[Start of Attachment]
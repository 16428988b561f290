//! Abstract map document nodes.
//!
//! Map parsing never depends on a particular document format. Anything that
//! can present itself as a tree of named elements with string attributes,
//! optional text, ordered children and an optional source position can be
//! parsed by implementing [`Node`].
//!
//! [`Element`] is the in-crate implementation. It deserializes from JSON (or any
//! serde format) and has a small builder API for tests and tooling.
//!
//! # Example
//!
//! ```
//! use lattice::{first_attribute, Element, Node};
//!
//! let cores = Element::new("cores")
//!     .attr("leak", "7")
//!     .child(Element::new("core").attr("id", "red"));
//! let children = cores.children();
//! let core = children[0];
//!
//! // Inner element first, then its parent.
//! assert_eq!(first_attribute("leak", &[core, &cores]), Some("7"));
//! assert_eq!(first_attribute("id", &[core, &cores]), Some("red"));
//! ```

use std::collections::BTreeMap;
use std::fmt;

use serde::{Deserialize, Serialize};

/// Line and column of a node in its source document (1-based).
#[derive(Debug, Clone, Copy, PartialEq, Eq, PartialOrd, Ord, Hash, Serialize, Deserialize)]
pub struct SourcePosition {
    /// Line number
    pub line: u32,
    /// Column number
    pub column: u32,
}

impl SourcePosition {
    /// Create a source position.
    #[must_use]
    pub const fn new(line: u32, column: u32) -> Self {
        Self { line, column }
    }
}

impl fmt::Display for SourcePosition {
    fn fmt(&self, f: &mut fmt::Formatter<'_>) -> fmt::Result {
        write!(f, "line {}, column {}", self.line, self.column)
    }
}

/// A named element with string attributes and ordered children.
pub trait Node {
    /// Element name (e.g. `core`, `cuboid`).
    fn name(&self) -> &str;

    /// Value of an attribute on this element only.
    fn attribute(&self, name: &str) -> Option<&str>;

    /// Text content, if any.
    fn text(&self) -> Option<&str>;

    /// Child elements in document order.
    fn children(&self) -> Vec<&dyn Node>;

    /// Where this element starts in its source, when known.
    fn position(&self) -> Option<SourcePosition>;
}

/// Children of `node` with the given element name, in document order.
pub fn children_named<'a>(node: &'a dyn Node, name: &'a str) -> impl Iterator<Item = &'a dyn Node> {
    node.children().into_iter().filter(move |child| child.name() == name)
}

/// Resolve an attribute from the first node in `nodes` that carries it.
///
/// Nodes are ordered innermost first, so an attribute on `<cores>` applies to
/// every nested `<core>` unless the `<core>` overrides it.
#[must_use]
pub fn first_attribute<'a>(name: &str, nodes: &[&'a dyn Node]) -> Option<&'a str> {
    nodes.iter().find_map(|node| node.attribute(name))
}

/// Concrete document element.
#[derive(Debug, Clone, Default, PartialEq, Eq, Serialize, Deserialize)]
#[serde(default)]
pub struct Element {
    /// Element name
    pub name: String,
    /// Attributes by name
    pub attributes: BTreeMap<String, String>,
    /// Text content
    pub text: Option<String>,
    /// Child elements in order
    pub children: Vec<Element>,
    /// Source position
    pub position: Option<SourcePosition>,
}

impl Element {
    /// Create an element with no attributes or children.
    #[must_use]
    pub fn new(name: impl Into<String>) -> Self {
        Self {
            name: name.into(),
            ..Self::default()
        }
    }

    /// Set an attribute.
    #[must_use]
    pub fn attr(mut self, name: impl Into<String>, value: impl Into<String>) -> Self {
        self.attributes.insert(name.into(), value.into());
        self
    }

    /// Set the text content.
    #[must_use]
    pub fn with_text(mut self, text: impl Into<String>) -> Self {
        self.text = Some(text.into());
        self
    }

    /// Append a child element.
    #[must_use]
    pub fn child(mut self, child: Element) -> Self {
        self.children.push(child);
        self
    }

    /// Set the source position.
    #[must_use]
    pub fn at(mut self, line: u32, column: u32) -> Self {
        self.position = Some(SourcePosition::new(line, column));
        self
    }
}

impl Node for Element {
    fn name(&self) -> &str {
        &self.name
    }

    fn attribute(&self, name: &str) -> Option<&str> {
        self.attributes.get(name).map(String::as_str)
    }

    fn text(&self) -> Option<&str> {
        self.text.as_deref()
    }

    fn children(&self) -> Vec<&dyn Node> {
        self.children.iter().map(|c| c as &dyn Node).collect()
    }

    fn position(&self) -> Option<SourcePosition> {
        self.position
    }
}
[End of Attachment]
▸ WHAT THE TASK ASKS
When you answer, repeat every record exactly, omitting nothing.

▸ ANSWER SECTION
repository 16428988b561f290
//! Abstract map document nodes.
//!
//! Map parsing never depends on a particular document format. Anything that
//! can present itself as a tree of named elements with string attributes,
//! optional text, ordered children and an optional source position can be
//! parsed by implementing [`Node`].
//!
//! [`Element`] is the in-crate implementation. It deserializes from JSON (or any
//! serde format) and has a small builder API for tests and tooling.
//!
//! # Example
//!
//! ```
//! use lattice::{first_attribute, Element, Node};
//!
//! let cores = Element::new("cores")
//!     .attr("leak", "7")
//!     .child(Element::new("core").attr("id", "red"));
//! let children = cores.children();
//! let core = children[0];
//!
//! // Inner element first, then its parent.
//! assert_eq!(first_attribute("leak", &[core, &cores]), Some("7"));
//! assert_eq!(first_attribute("id", &[core, &cores]), Some("red"));
//! ```

use std::collections::BTreeMap;
use std::fmt;

use serde::{Deserialize, Serialize};

/// Line and column of a node in its source document (1-based).
#[derive(Debug, Clone, Copy, PartialEq, Eq, PartialOrd, Ord, Hash, Serialize, Deserialize)]
pub struct SourcePosition {
    /// Line number
    pub line: u32,
    /// Column number
    pub column: u32,
}

impl SourcePosition {
    /// Create a source position.
    #[must_use]
    pub const fn new(line: u32, column: u32) -> Self {
        Self { line, column }
    }
}

impl fmt::Display for SourcePosition {
    fn fmt(&self, f: &mut fmt::Formatter<'_>) -> fmt::Result {
        write!(f, "line {}, column {}", self.line, self.column)
    }
}

/// A named element with string attributes and ordered children.
pub trait Node {
    /// Element name (e.g. `core`, `cuboid`).
    fn name(&self) -> &str;

    /// Value of an attribute on this element only.
    fn attribute(&self, name: &str) -> Option<&str>;

    /// Text content, if any.
    fn text(&self) -> Option<&str>;

    /// Child elements in document order.
    fn children(&self) -> Vec<&dyn Node>;

    /// Where this element starts in its source, when known.
    fn position(&self) -> Option<SourcePosition>;
}

/// Children of `node` with the given element name, in document order.
pub fn children_named<'a>(node: &'a dyn Node, name: &'a str) -> impl Iterator<Item = &'a dyn Node> {
    node.children().into_iter().filter(move |child| child.name() == name)
}

/// Resolve an attribute from the first node in `nodes` that carries it.
///
/// Nodes are ordered innermost first, so an attribute on `<cores>` applies to
/// every nested `<core>` unless the `<core>` overrides it.
#[must_use]
pub fn first_attribute<'a>(name: &str, nodes: &[&'a dyn Node]) -> Option<&'a str> {
    nodes.iter().find_map(|node| node.attribute(name))
}

/// Concrete document element.
#[derive(Debug, Clone, Default, PartialEq, Eq, Serialize, Deserialize)]
#[serde(default)]
pub struct Element {
    /// Element name
    pub name: String,
    /// Attributes by name
    pub attributes: BTreeMap<String, String>,
    /// Text content
    pub text: Option<String>,
    /// Child elements in order
    pub children: Vec<Element>,
    /// Source position
    pub position: Option<SourcePosition>,
}

impl Element {
    /// Create an element with no attributes or children.
    #[must_use]
    pub fn new(name: impl Into<String>) -> Self {
        Self {
            name: name.into(),
            ..Self::default()
        }
    }

    /// Set an attribute.
    #[must_use]
    pub fn attr(mut self, name: impl Into<String>, value: impl Into<String>) -> Self {
        self.attributes.insert(name.into(), value.into());
        self
    }

    /// Set the text content.
    #[must_use]
    pub fn with_text(mut self, text: impl Into<String>) -> Self {
        self.text = Some(text.into());
        self
    }

    /// Append a child element.
    #[must_use]
    pub fn child(mut self, child: Element) -> Self {
        self.children.push(child);
        self
    }

    /// Set the source position.
    #[must_use]
    pub fn at(mut self, line: u32, column: u32) -> Self {
        self.position = Some(SourcePosition::new(line, column));
        self
    }
}

impl Node for Element {
    fn name(&self) -> &str {
        &self.name
    }

    fn attribute(&self, name: &str) -> Option<&str> {
        self.attributes.get(name).map(String::as_str)
    }

    fn text(&self) -> Option<&str> {
        self.text.as_deref()
    }

    fn children(&self) -> Vec<&dyn Node> {
        self.children.iter().map(|c| c as &dyn Node).collect()
    }

    fn position(&self) -> Option<SourcePosition> {
        self.position
    }
}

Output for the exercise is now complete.